I’ve been using text-only email for a long time. It just works. I also recommend it to my colleagues as a safe way to ensure messages don’t end up with winmail.dat issues, wierd font rendering, and embedded images during delivery to clients.
It’s troubling to think that at any moment you might open an email that looks like it comes from your employer, a relative or your bank, only to fall for a phishing scam. Any one of the endless stream of innocent-looking emails you receive throughout the day could be trying to con you into handing over your login credentials and give criminals control of your confidential data or your identity.

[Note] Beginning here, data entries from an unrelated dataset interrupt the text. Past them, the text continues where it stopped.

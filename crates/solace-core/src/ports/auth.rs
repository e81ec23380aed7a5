//! Authentication ports: the external identity provider and password hashing.

use async_trait::async_trait;

/// The identity behind a bearer token that passed verification.
#[derive(Debug, Clone, PartialEq, Eq)]
pub struct VerifiedIdentity {
    /// Subject identifier issued by the identity provider.
    pub subject: String,
    pub email: Option<String>,
}

/// External identity provider: verifies bearer tokens and issues credentials.
#[async_trait]
pub trait IdentityProvider: Send + Sync {
    /// Verify a bearer token and return the identity it was issued to.
    async fn verify_token(&self, token: &str) -> Result<VerifiedIdentity, AuthError>;

    /// Create a credential at the provider, returning the new subject id.
    async fn create_credential(&self, email: &str, password: &str) -> Result<String, AuthError>;
}

/// Password hashing service.
pub trait PasswordService: Send + Sync {
    /// Hash a plain text password with a fresh salt.
    fn hash(&self, password: &str) -> Result<String, AuthError>;

    /// Verify a password against a hash.
    fn verify(&self, password: &str, hash: &str) -> Result<bool, AuthError>;
}

/// Authentication errors.
#[derive(Debug, thiserror::Error)]
pub enum AuthError {
    #[error("Missing authorization header")]
    MissingAuth,

    #[error("Invalid token: {0}")]
    InvalidToken(String),

    #[error("Token expired")]
    TokenExpired,

    #[error("Credential already exists")]
    CredentialExists,

    #[error("Credential rejected: {0}")]
    Rejected(String),

    #[error("Identity provider error: {0}")]
    Provider(String),

    #[error("Hashing error: {0}")]
    HashingError(String),
}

Most people tend to think that it’s users’ fault when they fall for phishing scams: Someone just clicked on the wrong thing. To fix it, then, users should just stop clicking on the wrong thing. But as security experts who study malware techniques, we believe that thinking chases the wrong problem.
The real issue is that today’s web-based email systems are electronic minefields filled with demands and enticements to click and engage in an increasingly responsive and interactive online experience. It’s not just Gmail, Yahoo mail and similar services: Desktop-computer-based email programs like Outlook display messages in the same unsafe way.
Simply put, safe email is plain-text email – showing only the plain words of the message exactly as they arrived, without embedded links or images. Webmail is convenient for advertisers (and lets you write good-looking emails with images and nice fonts), but carries with it unnecessary – and serious – danger, because a webpage (or an email) can easily show one thing but do another.